The only way I can manage is by talking through my feelings with friends and family, by writing unsent letters to her, and now, the internet. If I don't get it out, it festers and I can't turn my brain off. Now tomorrow, I'm going to be alone in my house, that's terrifying.

I realize that this is longer then the attention span of most internet folks but I could really use some advice

Thanks
Mike


----------



## akshay (Sep 4, 2009)

it is definitely hard...best is to be with some close friends at this time....that always helps...


----------



## mad (Sep 18, 2009)

Thanks, glad to see someone is out there. One of the worst parts is the nights. I have to wait til morning to see her or talk to her. Or to talk to friends. And I just lay up (wish I had thought of doing this few days ago). Nice to feel like there can be an interaction 24/7


----------



## foolz1 (Sep 5, 2009)

I understand your anger and I feel your pain. There isn't a great deal you can do about your wife's decisions or how she feels about you. It is impossible to make someone love you. You are only able to control your own emotions or actions. 

If she has made it clear that she does not wish to be with you, then you have to let her go. She is likely going to find out that this relationship is not what she anticipated and decide that she really does love and care about you. 

In the mean time, try to stay busy with friends, a hobby, work, etc. You may also want to seek therapy. It won't be easy, but that is really all that you can do for now. 

(((HUGS)))

FZ1


----------



## alwaysalone (Nov 17, 2007)

It's def hard when your spouse tells you they want out of a marriage. It does sound like you are still in love with her which makes it harder for you to deal with all of this. I agree with FZ1...if she wants out and she has already made up her mind, there really isn't anything you can do. You need to be strong, stand your ground but at the same time let her know you do love her. I also agree that maybe she will realize after leaving that she was a fool. No one can know what goes on in a woman's mind, not even me. 

If you like the internet there are a lot of places to go and talk. I for 1 like my instant messenger. I have found a few online friends that I can talk to without being judged and some are on at night. 

Hang in there, it does get better.


----------



## ElizabethFitz (Sep 18, 2009)

Hi,

I am interested in going back to your communication issues. You say "We have been having issues communicating and resolving conflicts since our wedding, 2 years ago." What have you actually been doing to address that situation? 

I appreciate that you have agreed to go to counselling now, but can you see that your wife has had to put up with 2 years of these problems and actually threatened to leave before you agree to do something about them?

And then: "she told me that she was making plans to make a film when he was home from school next summer. I blew up. I accused her of manufacturing a way of seeing him," 

So despite agreeing to counselling, you are still blowing up and having huge rows with her.

Then only a little while later : "I flipped. it was not pretty, I yelled and screamed, I told her directly to stop talking to him (which said no to, that she wanted to explore these feelings) i tore off my wedding ring and demanded that she take hers off. We calmed down and continued to talk"

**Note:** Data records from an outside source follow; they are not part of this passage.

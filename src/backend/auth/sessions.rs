/**
 * Session Tokens
 *
 * HS256 JSON Web Tokens carrying the identity id and role. Tokens live for
 * a fixed 7 days, are never stored server-side and cannot be revoked.
 *
 * Verification runs in a fixed order so that each step has its own
 * failure: signature/structure (`InvalidToken`), expiry (`ExpiredToken`),
 * then subject id format (`InvalidToken`). Resolving the subject against
 * the credential store is the access guard's job, see `AuthService`.
 */

use std::fmt;

use chrono::{DateTime, Utc};
use jsonwebtoken::{decode, encode, Algorithm, DecodingKey, EncodingKey, Header, Validation};
use serde::{Deserialize, Serialize};
use uuid::Uuid;

use crate::backend::auth::error::AuthError;
use crate::shared::Role;

/// Token validity window in seconds (7 days)
pub const TOKEN_TTL_SECONDS: i64 = 7 * 24 * 60 * 60;

/// Process-wide signing secret
#[derive(Clone, PartialEq, Eq, Deserialize)]
#[serde(transparent)]
pub struct JwtSecret(String);

impl JwtSecret {
    pub fn new(secret: impl Into<String>) -> Self {
        Self(secret.into())
    }

    fn as_bytes(&self) -> &[u8] {
        self.0.as_bytes()
    }

    pub fn is_empty(&self) -> bool {
        self.0.is_empty()
    }
}

impl fmt::Debug for JwtSecret {
    fn fmt(&self, f: &mut fmt::Formatter<'_>) -> fmt::Result {
        f.write_str("JwtSecret(<redacted>)")
    }
}

/// JWT claims structure
#[derive(Debug, Clone, Serialize, Deserialize)]
pub struct Claims {
    /// Identity ID
    pub sub: String,
    /// Role at issuance
    #[serde(rename = "userType")]
    pub user_type: Role,
    /// Issued at (Unix timestamp)
    pub iat: i64,
    /// Expiration time (Unix timestamp)
    pub exp: i64,
}

/// A token that passed signature and expiry checks
#[derive(Debug, Clone, PartialEq, Eq)]
pub struct VerifiedToken {
    pub identity_id: Uuid,
    pub role: Role,
    pub issued_at: i64,
    pub expires_at: i64,
}

/// Mints signed tokens
#[derive(Clone)]
pub struct TokenIssuer {
    key: EncodingKey,
}

impl TokenIssuer {
    pub fn new(secret: &JwtSecret) -> Self {
        Self {
            key: EncodingKey::from_secret(secret.as_bytes()),
        }
    }

    pub fn issue(&self, identity_id: Uuid, role: Role) -> Result<String, AuthError> {
        self.issue_at(identity_id, role, Utc::now())
    }

    /// Issue a token as if the current time were `now`
    pub fn issue_at(
        &self,
        identity_id: Uuid,
        role: Role,
        now: DateTime<Utc>,
    ) -> Result<String, AuthError> {
        let iat = now.timestamp();
        let claims = Claims {
            sub: identity_id.to_string(),
            user_type: role,
            iat,
            exp: iat + TOKEN_TTL_SECONDS,
        };

        Ok(encode(&Header::new(Algorithm::HS256), &claims, &self.key)?)
    }
}

/// Checks tokens minted by a `TokenIssuer` sharing the same secret
#[derive(Clone)]
pub struct TokenVerifier {
    key: DecodingKey,
    validation: Validation,
}

impl TokenVerifier {
    pub fn new(secret: &JwtSecret) -> Self {
        let mut validation = Validation::new(Algorithm::HS256);
        // Expiry is checked by hand so it can be told apart from a bad signature
        validation.validate_exp = false;
        validation.leeway = 0;

        Self {
            key: DecodingKey::from_secret(secret.as_bytes()),
            validation,
        }
    }

    pub fn verify(&self, token: &str) -> Result<VerifiedToken, AuthError> {
        self.verify_at(token, Utc::now())
    }

    /// Verify a token as if the current time were `now`
    pub fn verify_at(&self, token: &str, now: DateTime<Utc>) -> Result<VerifiedToken, AuthError> {
        let claims = decode::<Claims>(token, &self.key, &self.validation)
            .map_err(|e| {
                tracing::debug!("Token rejected: {:?}", e);
                AuthError::InvalidToken
            })?
            .claims;

        if now.timestamp() > claims.exp {
            return Err(AuthError::ExpiredToken);
        }

        let identity_id = Uuid::parse_str(&claims.sub).map_err(|_| AuthError::InvalidToken)?;

        Ok(VerifiedToken {
            identity_id,
            role: claims.user_type,
            issued_at: claims.iat,
            expires_at: claims.exp,
        })
    }
}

When your wife comes back, please try and keep control of your temper. That in itself will surprise her. 

It would be even better if you have organized yourself some anger management therapy also. I would suggest that whether you and your wife stay together or not. 

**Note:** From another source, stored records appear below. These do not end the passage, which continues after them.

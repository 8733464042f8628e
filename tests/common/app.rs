//! Test application fixture
//!
//! Builds the real router over a fresh in-memory SQLite database and a
//! temporary upload directory. bcrypt runs at its minimum cost.

use axum_test::TestServer;
use sqlx::SqlitePool;
use tempfile::TempDir;

use freelance_hub::backend::auth::password::PasswordHasher;
use freelance_hub::backend::auth::sessions::{JwtSecret, TokenIssuer};
use freelance_hub::backend::auth::uploads::UploadStore;
use freelance_hub::backend::auth::AuthService;
use freelance_hub::backend::routes::create_router;
use freelance_hub::backend::server::config::connect_database;
use freelance_hub::backend::server::{AppState, Environment, ServerConfig};

pub const TEST_JWT_SECRET: &str = "integration-test-secret";

/// Test application with direct database access
pub struct TestApp {
    pub server: TestServer,
    pub pool: SqlitePool,
    pub uploads: TempDir,
}

impl TestApp {
    pub async fn new() -> Self {
        Self::with_environment(Environment::Development).await
    }

    pub async fn with_environment(environment: Environment) -> Self {
        let uploads = tempfile::tempdir().expect("Failed to create upload dir");
        let config = test_config(environment, &uploads);
        Self::from_config(config, uploads).await
    }

    /// Build over `config`, which must point at `uploads`
    pub async fn from_config(config: ServerConfig, uploads: TempDir) -> Self {
        let pool = connect_database(&config.database_url, config.max_connections)
            .await
            .expect("Failed to create test database");
        let auth = AuthService::new(
            pool.clone(),
            &config.jwt_secret().expect("Test config has no signing secret"),
            PasswordHasher::new(config.bcrypt_cost),
            UploadStore::new(&config.upload_dir),
        );

        let app = create_router(AppState::new(auth, config));
        let server = TestServer::new(app).expect("Failed to start test server");

        Self {
            server,
            pool,
            uploads,
        }
    }

    /// Issuer sharing the server's signing secret
    pub fn issuer(&self) -> TokenIssuer {
        TokenIssuer::new(&JwtSecret::new(TEST_JWT_SECRET))
    }

    pub async fn user_count(&self) -> i64 {
        sqlx::query_scalar("SELECT COUNT(*) FROM users")
            .fetch_one(&self.pool)
            .await
            .expect("Failed to count users")
    }

    /// Names of files currently in the upload directory
    pub fn stored_uploads(&self) -> Vec<String> {
        std::fs::read_dir(self.uploads.path())
            .expect("Failed to read upload dir")
            .map(|entry| {
                entry
                    .expect("Failed to read upload entry")
                    .file_name()
                    .to_string_lossy()
                    .into_owned()
            })
            .collect()
    }
}

/// Environment lookup with everything a server needs except `APP_ENV`
pub fn env_without_app_env(uploads: &TempDir) -> impl Fn(&str) -> Option<String> {
    let upload_dir = uploads.path().to_string_lossy().into_owned();
    move |key| match key {
        "DATABASE_URL" => Some("sqlite::memory:".to_string()),
        "DB_MAX_CONNECTIONS" => Some("1".to_string()),
        "JWT_SECRET" => Some(TEST_JWT_SECRET.to_string()),
        "UPLOAD_DIR" => Some(upload_dir.clone()),
        "BCRYPT_COST" => Some("4".to_string()),
        _ => None,
    }
}

/// Configuration pointing at an in-memory database and `uploads`
pub fn test_config(environment: Environment, uploads: &TempDir) -> ServerConfig {
    ServerConfig {
        environment,
        database_url: "sqlite::memory:".to_string(),
        max_connections: 1,
        jwt_secret: Some(JwtSecret::new(TEST_JWT_SECRET)),
        upload_dir: uploads.path().to_path_buf(),
        bcrypt_cost: 4,
        ..ServerConfig::default()
    }
}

Like the other poster said, you cannot make your wife love you. 

You can only move on now, and use the experience to learn that people really don't like being on the receiving end of other people's temper, be it physical or verbal.

Stay in contact with your wife, and when you manage to control your anger, there may be a chance you can get back with her. 

Best wishes

EF


----------



## twc (Sep 18, 2009)

Hi Mike,

You sure are in a tough spot right now! I know things are tough right now but there is a way to get through all of this. Let me first give you some background before I shell out any suggestions  . I have been married almost 10 years and the last year we have been struggling hard with my husbands infidelity. He was not honest about any of it I had to find out on my own. I do not hate my husband, I am not going to bash your wife or suggeest you leave. I want to give you the best advice to get thorugh this and maybe even help you avoid a pitfall or two if I can. 

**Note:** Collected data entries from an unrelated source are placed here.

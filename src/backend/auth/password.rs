/**
 * Password Hashing
 *
 * bcrypt hashing with a per-hash random salt. Storage only ever accepts a
 * `PasswordHash`, and a `Secret` is sealed into one exactly once: a plain
 * value is hashed, an already hashed value passes through unchanged.
 */

use std::fmt;

use bcrypt::{hash, verify};

use crate::backend::auth::error::AuthError;

/// bcrypt digest as stored in the credential store
///
/// Deliberately not `Serialize`; `Debug` does not print the digest.
#[derive(Clone, PartialEq, Eq)]
pub struct PasswordHash(String);

impl PasswordHash {
    /// Wrap a digest read back from storage
    pub fn from_stored(digest: String) -> Self {
        Self(digest)
    }

    pub fn as_str(&self) -> &str {
        &self.0
    }
}

impl fmt::Debug for PasswordHash {
    fn fmt(&self, f: &mut fmt::Formatter<'_>) -> fmt::Result {
        f.write_str("PasswordHash(<redacted>)")
    }
}

/// Password value on its way to storage
pub enum Secret {
    /// Freshly supplied by the user, not yet hashed
    Plain(String),
    /// Already hashed; must not be hashed again
    Hashed(PasswordHash),
}

impl Secret {
    pub fn plain(value: impl Into<String>) -> Self {
        Self::Plain(value.into())
    }

    /// Produce the digest to persist
    pub fn seal(self, hasher: &PasswordHasher) -> Result<PasswordHash, AuthError> {
        match self {
            Secret::Plain(plaintext) => hasher.hash(&plaintext),
            Secret::Hashed(digest) => Ok(digest),
        }
    }
}

impl fmt::Debug for Secret {
    fn fmt(&self, f: &mut fmt::Formatter<'_>) -> fmt::Result {
        match self {
            Secret::Plain(_) => f.write_str("Secret::Plain(<redacted>)"),
            Secret::Hashed(_) => f.write_str("Secret::Hashed(<redacted>)"),
        }
    }
}

/// bcrypt hasher with a configured work factor
#[derive(Debug, Clone, Copy)]
pub struct PasswordHasher {
    cost: u32,
}

impl PasswordHasher {
    pub fn new(cost: u32) -> Self {
        Self { cost }
    }

    pub fn hash(&self, plaintext: &str) -> Result<PasswordHash, AuthError> {
        let digest = hash(plaintext, self.cost)?;
        Ok(PasswordHash(digest))
    }

    /// Check a candidate password against a stored digest
    ///
    /// A digest that bcrypt cannot parse is an internal error, not a
    /// mismatch.
    pub fn verify(&self, plaintext: &str, stored: &PasswordHash) -> Result<bool, AuthError> {
        Ok(verify(plaintext, stored.as_str())?)
    }

    /// Spend one bcrypt run at the configured cost when there is no stored
    /// digest to check, so a missing account answers as slowly as a wrong
    /// password. Always a mismatch.
    pub fn verify_missing(&self, plaintext: &str) -> Result<bool, AuthError> {
        hash(plaintext, self.cost)?;
        Ok(false)
    }
}

impl Default for PasswordHasher {
    fn default() -> Self {
        Self::new(bcrypt::DEFAULT_COST)
    }
}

First, great book ... "Not Just Friends" by S. Glass. By most standards she is already involved in an Emotional affair. The piece that is on your side is you KNOW about it so you can do something about it!! Seriously, this is a huge advantage many of us would have liked to have had. This is to protect you. If you even consider engaging in sex use a condom until you really know what is going on and even if it ends (the EA between them) consider STD testing just in case. I dont care how much you love your spouse, everyone is capable and does lie. Dont forget this EVER! It is YOUR life you are talking about. 

Second, there is an EXCELLENT site called survivinginfidelity.com I have been a part of for much of this year. VERY supportive, very controlled, lots of people, LOTS of support and can answer many questions. Might even consider showing your wife the site though until she is ready she may not embrace it (dont worry, again, it is important to think about yourself).

She is already in what we call the "Fog" and it can be a tough place for you to have to deal with. I would highly consider marriage counseling and independent counseling to help you get through and hopefully she will consider it also. There is something VERY broken that needs to be addressed. Unfortunatly only she can decide if she is going to recognize/address it. In the meantime the most important for you is to do what you can for yourself. You can only control yourself and make decisons for you. I know you want to grab her and tell her that this is your marriage and scream "what are you doing at the top of your lungs" ..... I know all too well. It can be a long journey and this very well may be the toughest thing you will deal with in you life (and honestly, it will be tough). For me I have read a whole lot of books ... another great on was "How to Improve Your Marriage wthout Talking about It" (love/Stosney). This actually helped me understand men and women in general and the things important in making the feel good/safe/wanted/important. It helped me deal with all people better. It talks about men's feelign of failure and womens fear.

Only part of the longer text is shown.